→ EXTRACTED RECORDS:
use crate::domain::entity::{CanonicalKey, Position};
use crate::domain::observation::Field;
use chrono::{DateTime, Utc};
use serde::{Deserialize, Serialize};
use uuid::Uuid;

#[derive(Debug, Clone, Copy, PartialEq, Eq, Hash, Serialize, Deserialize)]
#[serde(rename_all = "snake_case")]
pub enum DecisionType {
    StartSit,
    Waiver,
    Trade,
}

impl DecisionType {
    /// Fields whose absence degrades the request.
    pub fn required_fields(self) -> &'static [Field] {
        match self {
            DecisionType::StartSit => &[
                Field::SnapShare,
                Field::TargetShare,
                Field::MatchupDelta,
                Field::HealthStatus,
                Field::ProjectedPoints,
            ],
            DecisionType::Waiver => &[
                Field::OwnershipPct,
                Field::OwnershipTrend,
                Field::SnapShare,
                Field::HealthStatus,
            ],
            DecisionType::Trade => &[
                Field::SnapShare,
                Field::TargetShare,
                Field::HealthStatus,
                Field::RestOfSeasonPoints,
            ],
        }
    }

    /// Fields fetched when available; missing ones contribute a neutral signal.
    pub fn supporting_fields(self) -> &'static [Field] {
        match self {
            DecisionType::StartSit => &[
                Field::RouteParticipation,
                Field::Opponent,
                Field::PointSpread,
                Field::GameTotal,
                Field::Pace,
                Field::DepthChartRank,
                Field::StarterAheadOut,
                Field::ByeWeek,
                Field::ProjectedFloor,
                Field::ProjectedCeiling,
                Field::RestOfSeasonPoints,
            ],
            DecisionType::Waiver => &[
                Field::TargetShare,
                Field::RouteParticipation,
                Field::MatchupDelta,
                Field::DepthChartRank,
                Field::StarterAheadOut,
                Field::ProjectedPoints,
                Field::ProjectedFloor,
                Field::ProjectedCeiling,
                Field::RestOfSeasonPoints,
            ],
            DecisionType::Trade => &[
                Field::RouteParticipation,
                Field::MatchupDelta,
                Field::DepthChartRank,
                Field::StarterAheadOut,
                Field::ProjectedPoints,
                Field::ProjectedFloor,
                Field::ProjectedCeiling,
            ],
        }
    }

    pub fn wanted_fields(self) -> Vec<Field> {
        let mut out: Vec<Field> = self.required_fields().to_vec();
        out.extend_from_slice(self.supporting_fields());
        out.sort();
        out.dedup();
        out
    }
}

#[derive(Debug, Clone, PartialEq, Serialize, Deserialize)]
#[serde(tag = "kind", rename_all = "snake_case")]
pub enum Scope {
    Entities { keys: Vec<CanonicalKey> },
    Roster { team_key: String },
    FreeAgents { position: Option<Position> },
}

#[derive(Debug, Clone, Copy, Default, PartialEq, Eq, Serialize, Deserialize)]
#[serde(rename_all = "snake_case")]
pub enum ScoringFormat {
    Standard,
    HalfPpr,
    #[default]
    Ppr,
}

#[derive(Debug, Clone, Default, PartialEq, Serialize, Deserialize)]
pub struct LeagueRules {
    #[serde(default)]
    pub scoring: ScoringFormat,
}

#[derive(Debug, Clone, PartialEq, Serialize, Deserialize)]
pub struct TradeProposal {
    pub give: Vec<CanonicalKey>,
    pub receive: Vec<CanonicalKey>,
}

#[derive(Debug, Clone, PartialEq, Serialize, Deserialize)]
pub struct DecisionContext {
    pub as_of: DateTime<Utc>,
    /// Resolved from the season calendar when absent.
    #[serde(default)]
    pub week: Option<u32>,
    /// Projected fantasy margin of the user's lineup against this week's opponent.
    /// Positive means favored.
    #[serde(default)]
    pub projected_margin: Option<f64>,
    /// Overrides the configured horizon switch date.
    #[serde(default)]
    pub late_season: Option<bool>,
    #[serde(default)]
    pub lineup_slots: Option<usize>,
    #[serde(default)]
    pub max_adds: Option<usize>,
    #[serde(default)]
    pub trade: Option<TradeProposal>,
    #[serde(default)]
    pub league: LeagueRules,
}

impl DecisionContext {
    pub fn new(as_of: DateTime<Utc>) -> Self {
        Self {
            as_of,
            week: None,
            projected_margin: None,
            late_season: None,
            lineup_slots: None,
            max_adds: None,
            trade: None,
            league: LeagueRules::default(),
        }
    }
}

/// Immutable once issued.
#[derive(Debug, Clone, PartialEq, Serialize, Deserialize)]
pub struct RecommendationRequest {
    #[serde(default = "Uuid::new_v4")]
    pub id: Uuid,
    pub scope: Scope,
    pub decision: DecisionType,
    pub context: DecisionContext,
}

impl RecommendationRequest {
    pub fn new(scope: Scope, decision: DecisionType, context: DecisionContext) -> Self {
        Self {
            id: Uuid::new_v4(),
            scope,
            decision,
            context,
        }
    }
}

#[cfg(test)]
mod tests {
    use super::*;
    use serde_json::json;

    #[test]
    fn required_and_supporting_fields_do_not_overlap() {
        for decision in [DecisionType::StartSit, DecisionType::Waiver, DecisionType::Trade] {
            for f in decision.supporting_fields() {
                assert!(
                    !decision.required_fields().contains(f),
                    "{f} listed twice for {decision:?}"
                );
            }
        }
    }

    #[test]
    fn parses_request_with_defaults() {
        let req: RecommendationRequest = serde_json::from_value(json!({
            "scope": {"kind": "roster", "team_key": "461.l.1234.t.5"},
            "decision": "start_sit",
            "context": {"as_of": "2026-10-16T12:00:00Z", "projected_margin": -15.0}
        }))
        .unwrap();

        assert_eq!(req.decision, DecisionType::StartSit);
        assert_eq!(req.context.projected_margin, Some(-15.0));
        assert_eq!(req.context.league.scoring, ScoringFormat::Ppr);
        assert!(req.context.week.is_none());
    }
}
==
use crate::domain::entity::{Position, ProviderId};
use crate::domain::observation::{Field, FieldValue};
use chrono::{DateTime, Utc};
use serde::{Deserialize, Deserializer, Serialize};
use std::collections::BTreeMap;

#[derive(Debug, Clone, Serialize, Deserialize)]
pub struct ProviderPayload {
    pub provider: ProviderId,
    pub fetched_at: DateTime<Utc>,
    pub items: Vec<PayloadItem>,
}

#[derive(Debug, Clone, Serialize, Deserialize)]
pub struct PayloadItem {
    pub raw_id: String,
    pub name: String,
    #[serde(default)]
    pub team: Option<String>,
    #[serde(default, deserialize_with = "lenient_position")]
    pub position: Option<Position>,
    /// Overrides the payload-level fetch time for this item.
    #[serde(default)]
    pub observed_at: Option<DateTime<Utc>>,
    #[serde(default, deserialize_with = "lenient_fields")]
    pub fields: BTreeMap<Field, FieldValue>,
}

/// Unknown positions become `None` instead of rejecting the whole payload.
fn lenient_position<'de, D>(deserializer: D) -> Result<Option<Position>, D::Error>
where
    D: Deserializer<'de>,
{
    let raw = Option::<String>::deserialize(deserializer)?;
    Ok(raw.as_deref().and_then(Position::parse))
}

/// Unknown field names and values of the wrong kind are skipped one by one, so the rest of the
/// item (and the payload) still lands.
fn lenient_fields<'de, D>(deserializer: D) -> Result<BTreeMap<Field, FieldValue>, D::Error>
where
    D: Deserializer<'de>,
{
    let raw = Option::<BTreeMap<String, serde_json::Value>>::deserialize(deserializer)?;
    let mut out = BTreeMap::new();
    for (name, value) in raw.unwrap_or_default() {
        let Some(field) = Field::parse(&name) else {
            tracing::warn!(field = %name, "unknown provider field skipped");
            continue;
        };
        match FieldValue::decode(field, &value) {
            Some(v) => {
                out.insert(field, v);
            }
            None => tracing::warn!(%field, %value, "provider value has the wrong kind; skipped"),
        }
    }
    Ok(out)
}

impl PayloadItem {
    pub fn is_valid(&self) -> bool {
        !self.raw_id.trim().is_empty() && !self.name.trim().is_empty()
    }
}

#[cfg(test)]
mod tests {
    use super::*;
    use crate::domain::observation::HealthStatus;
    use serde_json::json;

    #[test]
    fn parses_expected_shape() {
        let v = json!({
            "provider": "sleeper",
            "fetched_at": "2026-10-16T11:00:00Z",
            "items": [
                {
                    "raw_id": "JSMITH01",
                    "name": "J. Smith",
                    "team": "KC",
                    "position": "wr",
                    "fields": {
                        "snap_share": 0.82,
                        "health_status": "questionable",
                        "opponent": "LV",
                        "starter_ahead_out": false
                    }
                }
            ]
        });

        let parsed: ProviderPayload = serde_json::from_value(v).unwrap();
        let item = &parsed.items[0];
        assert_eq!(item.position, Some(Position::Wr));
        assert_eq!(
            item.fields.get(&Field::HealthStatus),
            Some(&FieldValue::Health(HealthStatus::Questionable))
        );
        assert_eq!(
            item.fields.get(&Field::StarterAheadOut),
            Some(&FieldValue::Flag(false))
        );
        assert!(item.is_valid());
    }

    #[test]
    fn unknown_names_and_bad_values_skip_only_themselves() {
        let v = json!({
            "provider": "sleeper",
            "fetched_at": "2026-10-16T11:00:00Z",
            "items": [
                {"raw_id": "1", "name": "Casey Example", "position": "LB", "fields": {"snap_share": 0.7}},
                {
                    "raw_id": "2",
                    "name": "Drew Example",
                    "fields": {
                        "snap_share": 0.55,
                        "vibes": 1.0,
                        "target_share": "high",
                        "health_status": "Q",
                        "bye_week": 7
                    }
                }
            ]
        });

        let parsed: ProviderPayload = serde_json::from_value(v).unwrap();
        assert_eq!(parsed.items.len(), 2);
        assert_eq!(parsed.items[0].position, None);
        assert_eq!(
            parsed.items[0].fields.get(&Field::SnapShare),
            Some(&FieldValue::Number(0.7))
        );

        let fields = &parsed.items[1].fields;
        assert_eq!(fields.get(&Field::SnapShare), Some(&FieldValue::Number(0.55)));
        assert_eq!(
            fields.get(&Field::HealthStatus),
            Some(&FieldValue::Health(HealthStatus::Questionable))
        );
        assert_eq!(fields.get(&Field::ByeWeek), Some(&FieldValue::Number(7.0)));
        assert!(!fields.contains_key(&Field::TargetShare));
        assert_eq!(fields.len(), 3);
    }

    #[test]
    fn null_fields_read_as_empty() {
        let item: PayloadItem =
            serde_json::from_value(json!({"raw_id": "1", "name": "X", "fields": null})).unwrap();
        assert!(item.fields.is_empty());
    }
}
---
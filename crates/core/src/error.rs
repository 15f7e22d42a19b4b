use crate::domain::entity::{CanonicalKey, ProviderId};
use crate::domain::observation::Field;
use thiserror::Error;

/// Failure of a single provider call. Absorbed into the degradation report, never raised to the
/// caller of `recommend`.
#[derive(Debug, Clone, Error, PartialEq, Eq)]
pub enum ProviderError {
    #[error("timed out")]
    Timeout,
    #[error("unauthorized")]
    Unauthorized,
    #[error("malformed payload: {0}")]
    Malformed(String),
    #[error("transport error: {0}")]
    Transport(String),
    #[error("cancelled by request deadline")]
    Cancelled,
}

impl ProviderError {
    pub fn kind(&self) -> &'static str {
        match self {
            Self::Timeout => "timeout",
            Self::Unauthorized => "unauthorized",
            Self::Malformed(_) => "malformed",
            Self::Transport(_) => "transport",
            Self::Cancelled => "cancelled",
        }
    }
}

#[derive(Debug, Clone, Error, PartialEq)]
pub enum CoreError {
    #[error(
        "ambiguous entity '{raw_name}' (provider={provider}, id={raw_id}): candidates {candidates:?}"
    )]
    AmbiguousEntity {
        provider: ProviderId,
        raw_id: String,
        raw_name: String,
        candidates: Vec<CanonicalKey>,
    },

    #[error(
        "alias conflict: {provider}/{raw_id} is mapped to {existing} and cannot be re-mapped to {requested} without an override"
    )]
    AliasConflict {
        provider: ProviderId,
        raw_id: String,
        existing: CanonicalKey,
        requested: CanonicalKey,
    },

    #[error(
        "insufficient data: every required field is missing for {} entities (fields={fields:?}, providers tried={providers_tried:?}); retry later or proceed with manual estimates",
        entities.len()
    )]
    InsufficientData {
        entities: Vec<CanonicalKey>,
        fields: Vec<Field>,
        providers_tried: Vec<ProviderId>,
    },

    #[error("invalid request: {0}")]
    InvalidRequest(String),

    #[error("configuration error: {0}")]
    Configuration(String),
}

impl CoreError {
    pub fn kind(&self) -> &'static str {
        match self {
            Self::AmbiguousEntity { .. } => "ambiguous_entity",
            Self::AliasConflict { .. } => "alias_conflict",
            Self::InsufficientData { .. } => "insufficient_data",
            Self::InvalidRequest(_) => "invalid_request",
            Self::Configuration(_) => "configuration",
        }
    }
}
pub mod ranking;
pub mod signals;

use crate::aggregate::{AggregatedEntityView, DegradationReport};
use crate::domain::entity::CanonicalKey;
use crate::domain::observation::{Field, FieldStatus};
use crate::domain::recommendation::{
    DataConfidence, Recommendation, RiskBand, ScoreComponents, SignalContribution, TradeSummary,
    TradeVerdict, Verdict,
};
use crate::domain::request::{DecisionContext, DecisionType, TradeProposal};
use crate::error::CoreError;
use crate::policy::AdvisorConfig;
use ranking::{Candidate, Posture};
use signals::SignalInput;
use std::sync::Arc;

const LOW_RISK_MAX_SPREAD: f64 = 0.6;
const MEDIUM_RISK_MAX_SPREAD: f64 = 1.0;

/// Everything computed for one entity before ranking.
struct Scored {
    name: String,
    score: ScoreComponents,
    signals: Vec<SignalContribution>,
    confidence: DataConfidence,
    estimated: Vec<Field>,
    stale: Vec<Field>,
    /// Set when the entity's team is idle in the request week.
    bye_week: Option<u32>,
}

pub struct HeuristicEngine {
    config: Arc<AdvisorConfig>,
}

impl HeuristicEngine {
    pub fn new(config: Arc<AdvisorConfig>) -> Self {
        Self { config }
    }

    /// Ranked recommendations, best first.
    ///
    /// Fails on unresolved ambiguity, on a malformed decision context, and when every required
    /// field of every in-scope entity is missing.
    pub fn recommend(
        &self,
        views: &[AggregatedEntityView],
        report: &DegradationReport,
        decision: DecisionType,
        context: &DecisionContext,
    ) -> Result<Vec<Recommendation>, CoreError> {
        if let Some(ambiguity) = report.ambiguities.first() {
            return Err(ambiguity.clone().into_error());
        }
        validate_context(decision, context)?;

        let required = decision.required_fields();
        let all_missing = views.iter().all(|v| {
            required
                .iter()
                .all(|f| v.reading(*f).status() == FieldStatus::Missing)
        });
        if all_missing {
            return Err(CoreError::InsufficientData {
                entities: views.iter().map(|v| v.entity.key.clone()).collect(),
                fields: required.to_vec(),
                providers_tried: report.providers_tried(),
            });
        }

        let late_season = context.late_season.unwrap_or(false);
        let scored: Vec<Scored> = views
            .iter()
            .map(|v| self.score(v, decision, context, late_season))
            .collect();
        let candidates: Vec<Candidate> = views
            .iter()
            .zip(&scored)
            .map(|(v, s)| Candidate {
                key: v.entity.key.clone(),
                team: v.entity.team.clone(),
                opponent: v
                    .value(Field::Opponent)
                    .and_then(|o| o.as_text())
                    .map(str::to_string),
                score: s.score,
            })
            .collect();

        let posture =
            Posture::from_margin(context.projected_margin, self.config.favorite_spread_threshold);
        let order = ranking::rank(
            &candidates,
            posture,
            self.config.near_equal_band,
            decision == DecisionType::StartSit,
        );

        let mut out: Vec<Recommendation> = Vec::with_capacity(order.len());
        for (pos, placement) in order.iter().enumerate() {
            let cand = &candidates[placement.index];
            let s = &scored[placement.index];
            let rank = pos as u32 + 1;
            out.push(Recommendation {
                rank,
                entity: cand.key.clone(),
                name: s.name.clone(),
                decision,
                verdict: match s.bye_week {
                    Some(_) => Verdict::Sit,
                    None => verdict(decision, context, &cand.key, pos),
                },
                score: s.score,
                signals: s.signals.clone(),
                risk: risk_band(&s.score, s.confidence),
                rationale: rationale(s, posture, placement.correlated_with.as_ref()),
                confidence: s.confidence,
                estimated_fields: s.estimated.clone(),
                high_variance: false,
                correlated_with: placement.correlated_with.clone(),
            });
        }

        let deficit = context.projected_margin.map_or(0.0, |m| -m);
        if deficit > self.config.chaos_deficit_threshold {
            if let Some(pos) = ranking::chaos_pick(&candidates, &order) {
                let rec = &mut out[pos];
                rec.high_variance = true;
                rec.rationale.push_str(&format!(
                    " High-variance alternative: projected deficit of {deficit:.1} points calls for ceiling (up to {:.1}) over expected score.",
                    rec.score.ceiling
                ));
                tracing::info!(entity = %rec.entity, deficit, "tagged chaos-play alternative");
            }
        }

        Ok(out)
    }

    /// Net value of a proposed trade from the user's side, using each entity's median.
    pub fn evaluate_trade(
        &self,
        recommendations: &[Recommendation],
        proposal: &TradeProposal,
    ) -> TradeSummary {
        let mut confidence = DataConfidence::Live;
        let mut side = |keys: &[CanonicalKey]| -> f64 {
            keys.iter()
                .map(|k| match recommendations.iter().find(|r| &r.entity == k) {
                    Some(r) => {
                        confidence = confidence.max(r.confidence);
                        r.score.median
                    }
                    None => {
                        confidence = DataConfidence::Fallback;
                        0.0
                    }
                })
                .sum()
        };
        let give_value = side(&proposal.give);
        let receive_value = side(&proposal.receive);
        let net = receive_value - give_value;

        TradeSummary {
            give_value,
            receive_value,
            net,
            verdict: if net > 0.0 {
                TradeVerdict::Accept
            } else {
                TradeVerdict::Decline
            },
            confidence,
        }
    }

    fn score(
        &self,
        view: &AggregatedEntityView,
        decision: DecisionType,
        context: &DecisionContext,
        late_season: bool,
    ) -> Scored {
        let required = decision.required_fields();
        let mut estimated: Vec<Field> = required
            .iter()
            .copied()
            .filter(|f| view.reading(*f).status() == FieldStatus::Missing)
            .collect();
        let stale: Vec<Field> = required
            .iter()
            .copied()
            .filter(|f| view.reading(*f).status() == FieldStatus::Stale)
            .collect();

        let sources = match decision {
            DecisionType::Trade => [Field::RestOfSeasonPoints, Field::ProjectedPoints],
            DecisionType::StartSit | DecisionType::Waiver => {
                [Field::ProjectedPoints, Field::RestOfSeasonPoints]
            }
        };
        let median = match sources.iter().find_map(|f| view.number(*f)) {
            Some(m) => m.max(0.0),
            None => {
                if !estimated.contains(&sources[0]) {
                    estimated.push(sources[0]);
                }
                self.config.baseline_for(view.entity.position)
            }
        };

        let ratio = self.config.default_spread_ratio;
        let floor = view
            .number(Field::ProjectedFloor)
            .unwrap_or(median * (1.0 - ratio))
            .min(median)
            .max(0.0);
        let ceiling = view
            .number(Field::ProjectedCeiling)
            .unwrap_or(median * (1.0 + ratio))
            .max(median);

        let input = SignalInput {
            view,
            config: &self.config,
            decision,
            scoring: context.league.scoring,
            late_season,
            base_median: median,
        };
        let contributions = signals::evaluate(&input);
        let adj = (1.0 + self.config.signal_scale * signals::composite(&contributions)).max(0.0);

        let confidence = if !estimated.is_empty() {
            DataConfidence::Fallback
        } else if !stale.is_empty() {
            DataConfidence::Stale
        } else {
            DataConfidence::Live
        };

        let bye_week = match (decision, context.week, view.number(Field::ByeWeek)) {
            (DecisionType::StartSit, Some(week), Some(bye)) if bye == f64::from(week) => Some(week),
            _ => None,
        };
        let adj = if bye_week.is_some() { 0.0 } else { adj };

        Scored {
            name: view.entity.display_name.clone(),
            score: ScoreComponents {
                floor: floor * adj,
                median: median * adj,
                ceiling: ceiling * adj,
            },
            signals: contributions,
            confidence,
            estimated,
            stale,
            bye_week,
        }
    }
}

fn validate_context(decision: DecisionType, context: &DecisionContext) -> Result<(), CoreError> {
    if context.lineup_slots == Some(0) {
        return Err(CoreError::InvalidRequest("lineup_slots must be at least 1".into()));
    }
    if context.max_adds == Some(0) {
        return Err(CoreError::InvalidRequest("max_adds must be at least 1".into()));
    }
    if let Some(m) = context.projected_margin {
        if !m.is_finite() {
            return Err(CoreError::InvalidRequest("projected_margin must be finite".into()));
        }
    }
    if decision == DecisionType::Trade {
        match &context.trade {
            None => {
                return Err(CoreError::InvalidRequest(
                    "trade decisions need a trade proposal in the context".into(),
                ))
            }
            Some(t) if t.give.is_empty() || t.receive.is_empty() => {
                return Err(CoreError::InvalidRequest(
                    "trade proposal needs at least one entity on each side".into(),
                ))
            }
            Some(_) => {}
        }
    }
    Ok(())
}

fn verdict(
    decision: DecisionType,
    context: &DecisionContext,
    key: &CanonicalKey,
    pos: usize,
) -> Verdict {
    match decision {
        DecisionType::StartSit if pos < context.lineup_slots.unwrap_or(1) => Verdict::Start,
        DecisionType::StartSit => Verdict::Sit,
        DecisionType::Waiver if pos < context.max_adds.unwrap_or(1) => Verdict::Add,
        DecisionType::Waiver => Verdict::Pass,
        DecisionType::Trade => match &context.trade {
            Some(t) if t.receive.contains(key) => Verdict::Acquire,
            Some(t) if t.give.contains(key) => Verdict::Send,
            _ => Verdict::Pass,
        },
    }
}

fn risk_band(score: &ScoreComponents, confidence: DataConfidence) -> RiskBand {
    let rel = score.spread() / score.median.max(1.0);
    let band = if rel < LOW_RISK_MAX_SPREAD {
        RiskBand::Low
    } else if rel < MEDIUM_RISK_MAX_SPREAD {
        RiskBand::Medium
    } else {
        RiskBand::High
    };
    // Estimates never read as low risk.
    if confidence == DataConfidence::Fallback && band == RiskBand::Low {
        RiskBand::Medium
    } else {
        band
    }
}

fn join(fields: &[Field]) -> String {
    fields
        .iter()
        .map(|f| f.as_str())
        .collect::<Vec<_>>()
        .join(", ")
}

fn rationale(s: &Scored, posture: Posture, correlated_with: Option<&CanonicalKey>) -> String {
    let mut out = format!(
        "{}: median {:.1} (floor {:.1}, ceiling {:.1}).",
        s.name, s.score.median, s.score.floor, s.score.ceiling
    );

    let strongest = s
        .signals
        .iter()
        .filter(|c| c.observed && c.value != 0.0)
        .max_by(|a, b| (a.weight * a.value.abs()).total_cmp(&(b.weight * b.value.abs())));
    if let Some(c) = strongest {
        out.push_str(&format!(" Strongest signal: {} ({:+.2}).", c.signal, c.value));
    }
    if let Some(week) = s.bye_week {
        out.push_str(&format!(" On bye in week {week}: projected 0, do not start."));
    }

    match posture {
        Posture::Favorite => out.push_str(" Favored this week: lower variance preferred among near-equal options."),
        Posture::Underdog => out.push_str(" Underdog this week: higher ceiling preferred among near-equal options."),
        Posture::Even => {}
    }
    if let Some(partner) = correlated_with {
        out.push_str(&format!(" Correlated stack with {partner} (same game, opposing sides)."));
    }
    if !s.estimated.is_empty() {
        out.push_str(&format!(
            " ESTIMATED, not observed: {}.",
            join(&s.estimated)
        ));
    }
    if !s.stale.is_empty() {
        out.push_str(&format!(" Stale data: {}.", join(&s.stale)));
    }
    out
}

→ TASK PROMPT:
Wherever a line in the entries above holds "ScoringFormat", copy that line.

→ YOUR SOLUTION:
pub enum ScoringFormat {
    pub scoring: ScoringFormat,
        assert_eq!(req.context.league.scoring, ScoringFormat::Ppr);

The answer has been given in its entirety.